Why can't Gemini draw graphs?

I was wondering why Gemini can’t graph things visually? Like, can’t we make it do things visually?

Welcome to the forum.

Large language models in general aren’t that good at handling non-linear information anyway; put another way, if you feed a model the actual definition of a concrete graph, a vertex set and an edge set and then ask it simple questions like is this graph connected you get random guesses as a response. Ask something more complicated like is this graph planar and you get a different set of random guesses, the model will claim to have found a K5 or a K3;3 where there isn’t one, for example.

Models are very good at translating from one to a different language, however. So, if you have data that can be translated into a graph drawing language, Gemini does that well enough. Using the GraphViz language (dot) I have tested — works well enough, Gemini might lose focus occasionally and a vertex that was supposed to be a box gets turned into a box with rounded corners, or a color might be wrong here and there, but it’s mostly good enough.

The other popular graph drawing language (Mermaid) I haven’t tested with Gemini yet, Claude 3.5 Sonnet models use it quite effectively for visualization artifacts so I think Gemini will handle that too.

You get the effect “Gemini drew a graph for me” by giving the model a tool function to call when it has generated the text of the graph using graph language. The model will then call the tool function and your client can render the drawing passed as a string argument to the tool call. Tested that this works as well.

Hope this helps.

1 Like

Welcome to the forums!

I want to echo what @OrangiaNebula said - remember, Large Language Models like Gemini are good at language patterns. Not visual patterns.
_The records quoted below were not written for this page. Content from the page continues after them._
//! Versioned sign and device taxonomy.
//!
//! Every orderable item appears exactly once with its pricing tier and rental rates, so
//! panel membership and unit pricing come from the same row.

use serde::Serialize;

use super::pricing::Money;

pub const CATALOG_VERSION: &str = "2025.1";

#[derive(Debug, Clone, Copy, PartialEq, Eq, Hash, Serialize)]
#[serde(rename_all = "snake_case")]
pub enum CatalogTier {
    PanelA,
    PanelB,
    PanelC,
    ChannelizingDevice,
    AdvancedDevice,
    ImpactProtection,
}

impl CatalogTier {
    pub fn label(self) -> &'static str {
        match self {
            CatalogTier::PanelA => "Panel A — Small / Sidewalk / Local Signs",
            CatalogTier::PanelB => "Panel B — Standard Work Zone Signs",
            CatalogTier::PanelC => "Panel C — Large / Special Warning Signs",
            CatalogTier::ChannelizingDevice => "Channelizing Devices",
            CatalogTier::AdvancedDevice => "Advanced Traffic Devices",
            CatalogTier::ImpactProtection => "Impact Protection",
        }
    }

    pub fn is_sign_panel(self) -> bool {
        matches!(
            self,
            CatalogTier::PanelA | CatalogTier::PanelB | CatalogTier::PanelC
        )
    }
}

/// Rental rates in whole dollars per unit.
#[derive(Debug, Clone, Copy, PartialEq, Eq, Serialize)]
pub struct RateCard {
    pub daily: u64,
    pub weekly: u64,
    pub monthly: u64,
}

impl RateCard {
    const fn new(daily: u64, weekly: u64, monthly: u64) -> Self {
        Self {
            daily,
            weekly,
            monthly,
        }
    }

    pub fn daily_rate(&self) -> Money {
        Money::from_dollars(self.daily)
    }
}

#[derive(Debug, Clone, Copy, PartialEq, Eq, Serialize)]
pub struct CatalogEntry {
    pub name: &'static str,
    pub tier: CatalogTier,
    /// `None` marks items priced per project by quote.
    pub rates: Option<RateCard>,
}

impl CatalogEntry {
    pub fn is_quote_only(&self) -> bool {
        self.rates.is_none()
    }
}

const PANEL_A: RateCard = RateCard::new(10, 30, 90);
const PANEL_B: RateCard = RateCard::new(12, 36, 108);
const PANEL_C: RateCard = RateCard::new(15, 45, 135);

const fn priced(name: &'static str, tier: CatalogTier, rates: RateCard) -> CatalogEntry {
    CatalogEntry {
        name,
        tier,
        rates: Some(rates),
    }
}

pub const TRAFFIC_CONES: &str = "Traffic Cones (36” MUTCD)";
pub const DRUMS: &str = "Drums";
pub const LIT_DRUMS: &str = "Drums with Warning Light";
pub const VERTICAL_PANELS: &str = "Vertical Panels (VP)";
pub const LIT_VERTICAL_PANELS: &str = "Vertical Panels with Light";
pub const ARROW_BOARD: &str = "Arrow Board";
pub const MESSAGE_BOARD: &str = "VMS / Portable Message Board";
pub const TRUCK_MOUNTED_ATTENUATOR: &str = "TMA";

static CATALOG: [CatalogEntry; 52] = [
    priced("Work Zone Ahead", CatalogTier::PanelA, PANEL_A),
    priced("End Road Work", CatalogTier::PanelA, PANEL_A),
    priced("Detour Left", CatalogTier::PanelA, PANEL_A),
    priced("Detour Right", CatalogTier::PanelA, PANEL_A),
    priced("Detour Straight", CatalogTier::PanelA, PANEL_A),
    priced("End Detour", CatalogTier::PanelA, PANEL_A),
    priced("No Parking (Construction)", CatalogTier::PanelA, PANEL_A),
    priced("Keep Left", CatalogTier::PanelA, PANEL_A),
    priced("Keep Right", CatalogTier::PanelA, PANEL_A),
    priced("No Left Turn", CatalogTier::PanelA, PANEL_A),
    priced("No Right Turn", CatalogTier::PanelA, PANEL_A),
    priced("Sidewalk Closed", CatalogTier::PanelA, PANEL_A),
    priced("Sidewalk Closed – Use Other Side", CatalogTier::PanelA, PANEL_A),
    priced("Sidewalk Crossover (Left / Right)", CatalogTier::PanelA, PANEL_A),
    priced(
        "Blank Type I Barricade (Pedestrian Control)",
        CatalogTier::PanelA,
        PANEL_A,
    ),
    priced("Road Work Ahead (RWA)", CatalogTier::PanelB, PANEL_B),
    priced("One Lane Road Ahead (OLR)", CatalogTier::PanelB, PANEL_B),
    priced("Flagger Ahead", CatalogTier::PanelB, PANEL_B),
    priced("Be Prepared to Stop", CatalogTier::PanelB, PANEL_B),
    priced("Left Lane Closed", CatalogTier::PanelB, PANEL_B),
    priced("Right Lane Closed", CatalogTier::PanelB, PANEL_B),
    priced("Shoulder Work Ahead", CatalogTier::PanelB, PANEL_B),
    priced("Utility Work Ahead", CatalogTier::PanelB, PANEL_B),
    priced("Uneven Lanes", CatalogTier::PanelB, PANEL_B),
    priced("Rough Road", CatalogTier::PanelB, PANEL_B),
    priced("Loose Gravel", CatalogTier::PanelB, PANEL_B),
    priced("Dip / Bump Ahead", CatalogTier::PanelB, PANEL_B),
    priced("Road Closed", CatalogTier::PanelB, PANEL_B),
    priced("Road Closed Ahead", CatalogTier::PanelB, PANEL_B),
    priced("Road Closed Thru Traffic", CatalogTier::PanelB, PANEL_B),
    priced("Road Closed with Detour", CatalogTier::PanelB, PANEL_B),
    priced("Detour Ahead", CatalogTier::PanelB, PANEL_B),
    priced("Two-Way Traffic Ahead", CatalogTier::PanelB, PANEL_B),
    priced("Trucks Entering Highway", CatalogTier::PanelB, PANEL_B),
    priced("Survey Crew Ahead", CatalogTier::PanelB, PANEL_B),
    priced("Left Turn Lane Closed", CatalogTier::PanelB, PANEL_B),
    priced("Reduced Speed Ahead", CatalogTier::PanelC, PANEL_C),
    priced("Begin Double Fine Zone", CatalogTier::PanelC, PANEL_C),
    priced("End Double Fine Zone", CatalogTier::PanelC, PANEL_C),
    priced("Road Closed (Type III Barricade)", CatalogTier::PanelC, PANEL_C),
    priced("Detour Route Marker – Left", CatalogTier::PanelC, PANEL_C),
    priced("Detour Route Marker – Right", CatalogTier::PanelC, PANEL_C),
    priced(
        "Detour Route Marker – Both Directions",
        CatalogTier::PanelC,
        PANEL_C,
    ),
    priced("Type III Blank Barricade", CatalogTier::PanelC, PANEL_C),
    priced(
        TRAFFIC_CONES,
        CatalogTier::ChannelizingDevice,
        RateCard::new(5, 15, 35),
    ),
    priced(
        DRUMS,
        CatalogTier::ChannelizingDevice,
        RateCard::new(10, 30, 90),
    ),
    priced(
        LIT_DRUMS,
        CatalogTier::ChannelizingDevice,
        RateCard::new(15, 45, 135),
    ),
    priced(
        VERTICAL_PANELS,
        CatalogTier::ChannelizingDevice,
        RateCard::new(8, 24, 72),
    ),
    priced(
        LIT_VERTICAL_PANELS,
        CatalogTier::ChannelizingDevice,
        RateCard::new(15, 45, 135),
    ),
    priced(
        ARROW_BOARD,
        CatalogTier::AdvancedDevice,
        RateCard::new(70, 210, 700),
    ),
    priced(
        MESSAGE_BOARD,
        CatalogTier::AdvancedDevice,
        RateCard::new(225, 675, 2100),
    ),
    CatalogEntry {
        name: TRUCK_MOUNTED_ATTENUATOR,
        tier: CatalogTier::ImpactProtection,
        rates: None,
    },
];

pub fn entries() -> &'static [CatalogEntry] {
    &CATALOG
}

pub fn lookup(name: &str) -> Option<&'static CatalogEntry> {
    CATALOG.iter().find(|entry| entry.name == name)
}

pub fn entries_in(tier: CatalogTier) -> impl Iterator<Item = &'static CatalogEntry> {
    CATALOG.iter().filter(move |entry| entry.tier == tier)
}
And right now, almost ever LLM is text-only out.

And, as noted, it is good at transforming one thing into another. Such as transforming “fuzzy human” thinking into more “discrete digital” representations. So it might be good to do things like:

  • Turn human read coordinates into a JSON data structure of those coordinates
  • Turn human graph descriptions into Google Sheets graphing parameters
  • Turn human instructions into a python function that draws a graph

But each of these still require some prompt work to get setup correctly.

You may be asking “If LLMs are mostly text out, then how does ChatGPT or Gemini Chat show images and graphs?” Both of these systems actually use multiple models, API calls, and tools in the background to do their tasks. So if you ask for a chart, for example, what actually happens behind the scenes is that they ask the LLM to write a program to generate the chart, and then it runs that program and returns the output.

You can employ a similar scheme yourself.